## WORK ITEM
In the records below, begin at the line that has "let mut out = String::new();" and stop after the line that has "for (index, statement)"; quote those lines verbatim and nothing more.

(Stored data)
== Segment start ==

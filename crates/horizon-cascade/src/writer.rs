//! The three-mode CSS writer.
//!
//! Every unit knows how to write itself for the current mode; the writer
//! walks the tree and skips non-writable units together with their
//! separators. Unrefined units write their raw fragments verbatim;
//! comments are not emitted.

use crate::ast::{CombinatorKind, NodeData, OperatorKind};
use crate::tree::{NodeId, Slot, SyntaxTree};

/// Output style.
#[derive(Debug, Clone, Copy, PartialEq, Eq)]
pub enum WriterMode {
    /// One declaration per line, indented inside blocks.
    Verbose,
    /// One rule per line.
    Inline,
    /// No optional whitespace at all.
    Compressed,
}

/// Serializes a syntax tree back to CSS text.
#[derive(Debug, Clone, Copy)]
pub struct StyleWriter {
    mode: WriterMode,
}

impl StyleWriter {
    /// A writer for the given mode.
    pub fn new(mode: WriterMode) -> Self {
        Self { mode }
    }

    /// A verbose-mode writer.
    pub fn verbose() -> Self {
        Self::new(WriterMode::Verbose)
    }

    /// An inline-mode writer.
    pub fn inline() -> Self {
        Self::new(WriterMode::Inline)
    }

    /// A compressed-mode writer.
    pub fn compressed() -> Self {
        Self::new(WriterMode::Compressed)
    }

    /// The selected mode.
    pub fn mode(&self) -> WriterMode {
        self.mode
    }

    /// True in verbose mode.
    pub fn is_verbose(&self) -> bool {
        self.mode == WriterMode::Verbose
    }

    /// True in inline mode.
    pub fn is_inline(&self) -> bool {
        self.mode == WriterMode::Inline
    }

    /// True in compressed mode.
    pub fn is_compressed(&self) -> bool {
        self.mode == WriterMode::Compressed
    }

    /// Writes a unit (usually the stylesheet root) to a string.
    pub fn write(&self, tree: &SyntaxTree, unit: NodeId) -> String {
        let mut out = String::new();
        self.write_into(tree, unit, &mut out);
        out
    }

    fn writable_children(&self, tree: &SyntaxTree, owner: NodeId, slot: Slot) -> Vec<NodeId> {
        tree.children(owner, slot).filter(|child| tree.is_writable(*child)).collect()
    }

    fn write_statements(&self, tree: &SyntaxTree, owner: NodeId, out: &mut String) {
        let statements = self.writable_children(tree, owner, Slot::Statements);
        for (index, statement) in statements.iter().enumerate() {
            if index > 0 && !self.is_compressed() {
                out.push('\n');
            }
            self.write_into(tree, *statement, out);
        }
    }

    fn write_into(&self, tree: &SyntaxTree, unit: NodeId, out: &mut String) {
        if !tree.is_writable(unit) && tree.parent(unit).is_some() {
            return;
        }

        match tree.data(unit) {
            NodeData::Stylesheet(_) => self.write_statements(tree, unit, out),

            NodeData::Rule(_) => {
                let selectors = self.writable_children(tree, unit, Slot::Selectors);
                for (index, selector) in selectors.iter().enumerate() {
                    if index > 0 {
                        out.push_str(if self.is_compressed() { "," } else { ", " });
                    }
                    self.write_into(tree, *selector, out);
                }

                let declarations = self.writable_children(tree, unit, Slot::Declarations);
                match self.mode {
                    WriterMode::Verbose => {
                        out.push_str(" {\n");
                        for declaration in &declarations {
                            out.push_str("  ");
                            self.write_into(tree, *declaration, out);
                            out.push_str(";\n");
                        }
                        out.push('}');
                    }
                    WriterMode::Inline => {
                        out.push_str(" {");
                        for (index, declaration) in declarations.iter().enumerate() {
                            if index > 0 {
                                out.push_str("; ");
                            }
                            self.write_into(tree, *declaration, out);
                        }
                        out.push('}');
                    }
                    WriterMode::Compressed => {
                        out.push('{');
                        for (index, declaration) in declarations.iter().enumerate() {
                            if index > 0 {
                                out.push(';');
                            }
                            self.write_into(tree, *declaration, out);
                        }
                        out.push('}');
                    }
                }
            }

            NodeData::AtRule(d) => {
                let wrote_name = d.should_write_name;
                if wrote_name {
                    out.push('@');
                    out.push_str(&d.name);
                }

                let expression = d.expression;
                let raw_expression = d.raw_expression.clone();
                if let Some(expression) = expression {
                    if wrote_name {
                        out.push(' ');
                    }
                    self.write_into(tree, expression, out);
                } else if let Some(raw) = raw_expression {
                    if wrote_name {
                        out.push(' ');
                    }
                    out.push_str(&raw.content);
                }

                if let Some(block) = d.block {
                    if self.is_compressed() {
                        out.push('{');
                    } else {
                        out.push_str(" {\n");
                    }
                    self.write_statements(tree, block, out);
                    if !self.is_compressed() {
                        out.push('\n');
                    }
                    out.push('}');
                } else if let Some(raw) = &d.raw_block {
                    if self.is_compressed() {
                        out.push('{');
                        out.push_str(raw.content.trim());
                    } else {
                        out.push_str(" {");
                        out.push_str(&raw.content);
                    }
                    out.push('}');
                } else {
                    out.push(';');
                }
            }

            NodeData::AtRuleBlock(_) => self.write_statements(tree, unit, out),
            NodeData::AtRuleExpression { content } => out.push_str(content),

            NodeData::Selector(d) => {
                if d.parts.is_empty() {
                    if let Some(raw) = &d.raw {
                        out.push_str(&raw.content);
                    }
                } else {
                    for part in self.writable_children(tree, unit, Slot::Parts) {
                        self.write_into(tree, part, out);
                    }
                }
            }

            NodeData::TypeSelector { name } => out.push_str(name),
            NodeData::UniversalSelector => out.push('*'),
            NodeData::IdSelector { name } => {
                out.push('#');
                out.push_str(name);
            }
            NodeData::ClassSelector { name } => {
                out.push('.');
                out.push_str(name);
            }
            NodeData::AttributeSelector { content } => {
                out.push('[');
                out.push_str(content);
                out.push(']');
            }
            NodeData::PseudoClassSelector { name, args } => {
                out.push(':');
                out.push_str(name);
                if let Some(args) = args {
                    out.push('(');
                    out.push_str(args);
                    out.push(')');
                }
            }
            NodeData::PseudoElementSelector { name } => {
                out.push_str("::");
                out.push_str(name);
            }
            NodeData::Combinator(kind) => match kind {
                CombinatorKind::Descendant => out.push(' '),
                CombinatorKind::Child => self.write_combinator('>', out),
                CombinatorKind::AdjacentSibling => self.write_combinator('+', out),
                CombinatorKind::GeneralSibling => self.write_combinator('~', out),
            },

            NodeData::Declaration(d) => {
                if let (Some(name), Some(value)) = (&d.name, d.value) {
                    out.push_str(&name.full_name());
                    out.push(':');
                    if self.is_verbose() {
                        out.push(' ');
                    }
                    self.write_into(tree, value, out);
                } else if let (Some(raw_name), Some(raw_value)) = (&d.raw_name, &d.raw_value) {
                    out.push_str(&raw_name.content);
                    out.push(':');
                    if self.is_verbose() {
                        out.push(' ');
                    }
                    out.push_str(&raw_value.content);
                }
            }

            NodeData::PropertyValue(d) => {
                for member in self.writable_children(tree, unit, Slot::Members) {
                    self.write_into(tree, member, out);
                }
                if d.important {
                    if !self.is_compressed() {
                        out.push(' ');
                    }
                    out.push_str("!important");
                }
            }

            NodeData::KeywordValue { keyword } => out.push_str(keyword),
            NodeData::NumericalValue { value, unit: suffix } => {
                out.push_str(value);
                if let Some(suffix) = suffix {
                    out.push_str(suffix);
                }
            }
            NodeData::StringValue { quote, content } => {
                out.push(quote.character());
                out.push_str(content);
                out.push(quote.character());
            }
            NodeData::HexColorValue { color } => {
                out.push('#');
                if self.is_compressed() {
                    out.push_str(&color.to_ascii_lowercase());
                } else {
                    out.push_str(color);
                }
            }
            NodeData::FunctionValue { name, args } => {
                out.push_str(name);
                out.push('(');
                out.push_str(args);
                out.push(')');
            }
            NodeData::UrlValue { content } => {
                out.push_str("url(");
                out.push_str(content);
                out.push(')');
            }
            NodeData::Operator(kind) => match kind {
                OperatorKind::Space => out.push(' '),
                OperatorKind::Slash => out.push('/'),
                OperatorKind::Comma => {
                    out.push(',');
                    if !self.is_compressed() {
                        out.push(' ');
                    }
                }
            },

            NodeData::UnquotedIeFilter { content } => out.push_str(content),
            NodeData::OrphanedComment { .. } => {}
        }
    }

    fn write_combinator(&self, symbol: char, out: &mut String) {
        if self.is_compressed() {
            out.push(symbol);
        } else {
            out.push(' ');
            out.push(symbol);
            out.push(' ');
        }
    }
}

== Segment end ==

## OUTPUT OF THE TASK
        let mut out = String::new();
        self.write_into(tree, unit, &mut out);
        out
    }

    fn writable_children(&self, tree: &SyntaxTree, owner: NodeId, slot: Slot) -> Vec<NodeId> {
        tree.children(owner, slot).filter(|child| tree.is_writable(*child)).collect()
    }

    fn write_statements(&self, tree: &SyntaxTree, owner: NodeId, out: &mut String) {
        let statements = self.writable_children(tree, owner, Slot::Statements);
        for (index, statement) in statements.iter().enumerate() {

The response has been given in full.